I first got really familiar with these sorts of proofs when I was playing around with proof assistants (or more sensationally, automated theorem proving). If you find this kind of maths interesting, but you also like computers and programming, it turns out that there's a big intersection. Formal mathematics turns out to correspond quite well to the notion of statically typed programming languages, allowing proofs to be written as programs, and checked by (specialised) compilers.
Particularly, I recommend Kevin Buzzard's Natural Number Game. It's very friendly, so don't worry if any of my answer seemed too intimidating. It's also very very addictive. The idea is that it turns proving theorems into a sort of game, with levels and abilities that you unlock. Much of my answer was actually based on exercises from the Natural Number Game. There are many theorems I have not yet proved that you can go on to prove in the Natural Number Game (eg associativity of multiplication, or distributivity of multiplication over addition).
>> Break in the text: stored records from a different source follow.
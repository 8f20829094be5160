//! Axum middleware for conditional long-poll watch support.
//!
//! Provides an Axum layer that parses watch headers from incoming requests
//! once and makes the result available to handlers.
//!
//! # Usage
//!
//! ```ignore
//! use axum::{Router, middleware, routing::get};
//! use watch_axum_http::WatchLayer;
//!
//! let watch = WatchLayer::new();
//! let app = Router::new()
//!     .route("/resource", get(handler))
//!     .layer(middleware::from_fn(watch.middleware()));
//! ```
//!
//! # How It Works
//!
//! The middleware:
//! 1. Parses `If-None-Match` and `Prefer` from the incoming request
//! 2. On a validation failure, short-circuits with a 400 response carrying
//!    the error message; the handler never runs
//! 3. Otherwise attaches the parsed [`WatchState`] to request extensions
//! 4. Handlers extract [`WatchState`] (or the [`Watch`](super::Watch)
//!    extractor) to decide between an immediate response and a long poll

use crate::error::Result;
use crate::protocol;
use crate::types::WatchRequest;
use axum::{
    extract::Request,
    middleware::Next,
    response::{IntoResponse, Response},
};
use http::HeaderMap;
use std::sync::Arc;
use tracing::{debug, warn};

/// Watch intent extracted from HTTP request headers.
///
/// Immutable per-request state produced by the middleware and made available
/// to handlers via request extensions. `watch` is `None` when the client sent
/// no `If-None-Match` header and the request should be served normally.
///
/// # Examples
///
/// ```ignore
/// use axum::extract::Extension;
/// use watch_axum_http::WatchState;
/// use std::sync::Arc;
///
/// async fn handle_resource(
///     Extension(state): Extension<Arc<WatchState>>,
/// ) -> String {
///     match &state.watch {
///         Some(watch) => format!(
///             "long-poll from {} for up to {} ms",
///             watch.last_known_revision(),
///             watch.timeout_millis(),
///         ),
///         None => "plain read".to_string(),
///     }
/// }
/// ```
#[derive(Clone, Debug)]
pub struct WatchState {
    /// The validated watch request, or `None` for a non-watching request
    pub watch: Option<WatchRequest>,
}

impl WatchState {
    /// Parse watch state from HTTP request headers.
    ///
    /// # Errors
    ///
    /// Returns [`WatchError`](crate::WatchError) when the request carries a
    /// malformed revision token or `Prefer` header.
    pub fn from_headers(headers: &HeaderMap) -> Result<Self> {
        let watch = protocol::parse_watch_request(headers)?;
        Ok(WatchState { watch })
    }
}

/// Axum middleware layer for watch protocol support.
///
/// `WatchLayer` processes incoming requests, parses their watch headers, and
/// attaches the result to request extensions. Requests with malformed watch
/// headers are rejected with HTTP 400 before reaching the handler.
///
/// # Usage
///
/// ```ignore
/// use axum::{Router, middleware, routing::get};
/// use watch_axum_http::WatchLayer;
///
/// let watch = WatchLayer::new();
/// let app = Router::new()
///     .route("/resource", get(handler))
///     .layer(middleware::from_fn(watch.middleware()));
/// ```
#[derive(Clone, Default)]
pub struct WatchLayer {
    _private: (),
}

impl WatchLayer {
    /// Create a new watch layer.
    #[must_use]
    pub fn new() -> Self {
        WatchLayer::default()
    }

    /// Create the middleware function for use with `axum::middleware::from_fn`.
    ///
    /// Returns a middleware function that parses watch headers, rejects
    /// malformed ones with HTTP 400, and attaches `Arc<WatchState>` to the
    /// extensions of accepted requests.
    #[must_use]
    pub fn middleware(
        &self,
    ) -> impl Fn(Request, Next) -> std::pin::Pin<Box<dyn std::future::Future<Output = Response> + Send>>
           + Send
           + Sync
           + Clone {
        move |mut req: Request, next: Next| {
            Box::pin(async move {
                let state = match WatchState::from_headers(req.headers()) {
                    Ok(state) => state,
                    Err(err) => {
                        warn!(header = err.header(), raw = err.raw(), "rejected watch request");
                        return err.into_response();
                    }
                };
                if let Some(watch) = &state.watch {
                    debug!(
                        revision = %watch.last_known_revision(),
                        timeout_millis = watch.timeout_millis(),
                        "parsed watch request"
                    );
                }
                req.extensions_mut().insert(Arc::new(state));
                next.run(req).await
            })
        }
    }
}
//! Error types and result handling for watch request parsing.
//!
//! The parser has exactly one failure mode: a client sent a header it could
//! not validate. Every error is detected synchronously during parsing, is
//! never worth retrying (the header will not change), and is expected to be
//! mapped to a 4xx response by the HTTP layer.
//!
//! Absence of the `If-None-Match` trigger header is NOT an error; it is
//! represented as `Ok(None)` by [`parse_watch_request`].
//!
//! [`parse_watch_request`]: crate::protocol::parse_watch_request

use thiserror::Error;

/// Result type for watch request parsing operations.
pub type Result<T> = std::result::Result<T, WatchError>;

/// A watch-related request header failed validation.
///
/// Carries the offending raw header text and renders a fixed-format message,
/// e.g. `invalid prefer header: wait=0 (expected: wait=seconds)`.
///
/// # Examples
///
/// ```
/// use watch_axum_http::protocol::parse_prefer_wait;
///
/// let err = parse_prefer_wait("wait=0").unwrap_err();
/// assert_eq!(
///     err.to_string(),
///     "invalid prefer header: wait=0 (expected: wait=seconds)"
/// );
/// assert_eq!(err.raw(), "wait=0");
/// ```
#[derive(Debug, Clone, PartialEq, Eq, Error)]
#[error("invalid {header} header: {raw} (expected: {expected})")]
pub struct WatchError {
    /// Lowercase name of the header that failed validation
    header: &'static str,
    /// The raw header value as received from the client
    raw: String,
    /// What a well-formed value looks like
    expected: &'static str,
}

impl WatchError {
    /// A malformed `Prefer` header (anything other than `wait=<seconds>`
    /// with a positive integer value).
    pub(crate) fn invalid_prefer(raw: impl Into<String>) -> Self {
        WatchError {
            header: "prefer",
            raw: raw.into(),
            expected: "wait=seconds",
        }
    }

    /// A malformed revision token in the `If-None-Match` header.
    pub(crate) fn invalid_revision(raw: impl Into<String>) -> Self {
        WatchError {
            header: "if-none-match",
            raw: raw.into(),
            expected: "a non-empty revision token",
        }
    }

    /// The raw header value that was rejected.
    #[must_use]
    pub fn raw(&self) -> &str {
        &self.raw
    }

    /// Lowercase name of the header that was rejected.
    #[must_use]
    pub fn header(&self) -> &'static str {
        self.header
    }

    /// Human-readable description of a well-formed value.
    #[must_use]
    pub fn expected(&self) -> &'static str {
        self.expected
    }
}

#[cfg(test)]
mod tests {
    use super::*;

    #[test]
    fn test_prefer_error_message_format() {
        let err = WatchError::invalid_prefer("wait=abc");
        assert_eq!(
            err.to_string(),
            "invalid prefer header: wait=abc (expected: wait=seconds)"
        );
    }

    #[test]
    fn test_error_exposes_raw_value() {
        let err = WatchError::invalid_prefer("foo=bar");
        assert_eq!(err.raw(), "foo=bar");
        assert_eq!(err.header(), "prefer");
        assert_eq!(err.expected(), "wait=seconds");
    }

    #[test]
    fn test_revision_error_names_if_none_match() {
        let err = WatchError::invalid_revision("\u{0}");
        assert!(err.to_string().contains("if-none-match"));
    }
}
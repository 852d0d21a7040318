//! In-process stop request for the proxy.
//!
//! Backed by a `watch` channel holding a single "stop requested" flag, so a
//! receiver created after `trigger` still observes the request.

use tokio::sync::watch;

/// Receiver side handed to [`HttpServer::run`](crate::HttpServer::run).
pub type StopSignal = watch::Receiver<bool>;

/// Owner of the stop flag. Dropping it without triggering leaves only OS
/// signals as a way to stop the server.
#[derive(Debug)]
pub struct Shutdown {
    tx: watch::Sender<bool>,
}

impl Shutdown {
    pub fn new() -> Self {
        let (tx, _) = watch::channel(false);
        Self { tx }
    }

    pub fn subscribe(&self) -> StopSignal {
        self.tx.subscribe()
    }

    /// Request a stop. Idempotent.
    pub fn trigger(&self) {
        self.tx.send_replace(true);
    }

    pub fn is_triggered(&self) -> bool {
        *self.tx.borrow()
    }
}

impl Default for Shutdown {
    fn default() -> Self {
        Self::new()
    }
}
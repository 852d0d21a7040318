//! Provider identities and their credential header templates.
//!
//! # Responsibilities
//! - Name the four upstream providers the proxy fronts
//! - Map each provider to its route prefix and default upstream base
//! - Build the provider's auth headers from the secret source
//!
//! # Design Decisions
//! - Tagged enum instead of per-route closures: the table stays declarative
//! - Header names are static and lowercase (`http` normalizes them anyway)
//! - A missing secret renders as an empty value; policy lives in the caller

use axum::http::HeaderName;

use crate::secrets::SecretSource;

const RUNWAY_VERSION: &str = "2024-11-06";

/// An upstream API provider whose credentials the proxy holds.
#[derive(Debug, Clone, Copy, PartialEq, Eq, Hash)]
pub enum Provider {
    Runway,
    Marble,
    Decart,
    Kiri,
}

/// A single header to be injected, with the secret already substituted.
#[derive(Debug, Clone, PartialEq, Eq)]
pub struct AuthHeader {
    pub name: HeaderName,
    pub value: String,
}

impl Provider {
    /// All providers in route-table declaration order.
    pub const ALL: [Provider; 4] = [
        Provider::Runway,
        Provider::Marble,
        Provider::Decart,
        Provider::Kiri,
    ];

    /// Short name used in config keys and logs.
    pub fn name(self) -> &'static str {
        match self {
            Provider::Runway => "runway",
            Provider::Marble => "marble",
            Provider::Decart => "decart",
            Provider::Kiri => "kiri",
        }
    }

    /// Path prefix, always with leading and trailing slash.
    pub fn prefix(self) -> &'static str {
        match self {
            Provider::Runway => "/runway/",
            Provider::Marble => "/marble/",
            Provider::Decart => "/decart/",
            Provider::Kiri => "/kiri/",
        }
    }

    /// Production upstream base URL (trailing slash included).
    pub fn default_base(self) -> &'static str {
        match self {
            Provider::Runway => "https://api.dev.runwayml.com/v1/",
            Provider::Marble => "https://api.worldlabs.ai/marble/v1/",
            Provider::Decart => "https://api.decart.ai/v1/",
            Provider::Kiri => "https://api.kiriengine.app/api/",
        }
    }

    /// Name of the secret holding this provider's API key.
    pub fn secret_key(self) -> &'static str {
        match self {
            Provider::Runway => "RUNWAY_KEY",
            Provider::Marble => "MARBLE_KEY",
            Provider::Decart => "DECART_KEY",
            Provider::Kiri => "KIRI_API_KEY",
        }
    }

    /// Build the headers to inject for this provider.
    ///
    /// An absent secret yields an empty substitution, e.g. `Bearer `.
    pub fn auth_headers(self, secrets: &dyn SecretSource) -> Vec<AuthHeader> {
        let key = secrets.get(self.secret_key()).unwrap_or_default();

        match self {
            Provider::Runway => vec![
                AuthHeader {
                    name: HeaderName::from_static("authorization"),
                    value: format!("Bearer {}", key),
                },
                AuthHeader {
                    name: HeaderName::from_static("x-runway-version"),
                    value: RUNWAY_VERSION.to_string(),
                },
            ],
            Provider::Marble => vec![AuthHeader {
                name: HeaderName::from_static("wlt-api-key"),
                value: key,
            }],
            Provider::Decart => vec![AuthHeader {
                name: HeaderName::from_static("x-api-key"),
                value: key,
            }],
            Provider::Kiri => vec![AuthHeader {
                name: HeaderName::from_static("authorization"),
                value: format!("Bearer {}", key),
            }],
        }
    }
}

impl std::fmt::Display for Provider {
    fn fmt(&self, f: &mut std::fmt::Formatter<'_>) -> std::fmt::Result {
        f.write_str(self.name())
    }
}

#[cfg(test)]
mod tests {
    use super::*;
    use crate::secrets::MemorySecrets;

    fn secrets() -> MemorySecrets {
        MemorySecrets::from_pairs([
            ("RUNWAY_KEY", "rw-secret"),
            ("MARBLE_KEY", "mb-secret"),
            ("DECART_KEY", "dc-secret"),
            ("KIRI_API_KEY", "kr-secret"),
        ])
    }

    fn as_pairs(headers: Vec<AuthHeader>) -> Vec<(String, String)> {
        headers
            .into_iter()
            .map(|h| (h.name.as_str().to_string(), h.value))
            .collect()
    }

    #[test]
    fn runway_injects_bearer_and_version() {
        let headers = as_pairs(Provider::Runway.auth_headers(&secrets()));
        assert_eq!(
            headers,
            vec![
                ("authorization".to_string(), "Bearer rw-secret".to_string()),
                ("x-runway-version".to_string(), "2024-11-06".to_string()),
            ]
        );
    }

    #[test]
    fn marble_decart_kiri_header_shapes() {
        let s = secrets();
        assert_eq!(
            as_pairs(Provider::Marble.auth_headers(&s)),
            vec![("wlt-api-key".to_string(), "mb-secret".to_string())]
        );
        assert_eq!(
            as_pairs(Provider::Decart.auth_headers(&s)),
            vec![("x-api-key".to_string(), "dc-secret".to_string())]
        );
        assert_eq!(
            as_pairs(Provider::Kiri.auth_headers(&s)),
            vec![("authorization".to_string(), "Bearer kr-secret".to_string())]
        );
    }

    #[test]
    fn missing_secret_renders_empty() {
        let empty = MemorySecrets::new();
        let headers = as_pairs(Provider::Kiri.auth_headers(&empty));
        assert_eq!(headers[0].1, "Bearer ");

        let headers = as_pairs(Provider::Decart.auth_headers(&empty));
        assert_eq!(headers[0].1, "");
    }

    #[test]
    fn prefixes_are_slash_delimited() {
        for provider in Provider::ALL {
            assert!(provider.prefix().starts_with('/'));
            assert!(provider.prefix().ends_with('/'));
            assert!(provider.default_base().ends_with('/'));
        }
    }
}
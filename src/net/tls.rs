//! TLS configuration and certificate loading.

use std::fs::File;
use std::io::{BufReader, Error, ErrorKind};
use std::path::Path;

use axum_server::tls_rustls::RustlsConfig;

/// Load TLS configuration from certificate and key files.
pub async fn load_tls_config(cert_path: &Path, key_path: &Path) -> Result<RustlsConfig, Error> {
    check_pem(cert_path, key_path)?;
    RustlsConfig::from_pem_file(cert_path, key_path).await
}

/// Fail early with a readable message when the PEM files are missing or empty.
fn check_pem(cert_path: &Path, key_path: &Path) -> Result<(), Error> {
    let mut certs = BufReader::new(open(cert_path, "Certificate")?);
    let found = rustls_pemfile::certs(&mut certs).collect::<Result<Vec<_>, _>>()?;
    if found.is_empty() {
        return Err(Error::new(
            ErrorKind::InvalidData,
            format!("No certificates found in {:?}", cert_path),
        ));
    }

    let mut key = BufReader::new(open(key_path, "Private key")?);
    if rustls_pemfile::private_key(&mut key)?.is_none() {
        return Err(Error::new(
            ErrorKind::InvalidData,
            format!("No private key found in {:?}", key_path),
        ));
    }
    Ok(())
}

fn open(path: &Path, what: &str) -> Result<File, Error> {
    File::open(path).map_err(|e| {
        Error::new(e.kind(), format!("{} file {:?} unreadable: {}", what, path, e))
    })
}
(I have no affiliation with the Natural Number Game other than liking maths and thinking it's very good).
You might also be interested to see a sort of project me and a friend of mine started after completing the natural number game, trying to formalise some more of the maths we've learned in Lean. You can find it here (this is a permalink to the theorem stating multiplication is commutative).
Apologies if any of my notation or terminology is unfamiliar. I am happy to clarify, but I am not going to be online for the next few hours, so there may be a slight delay.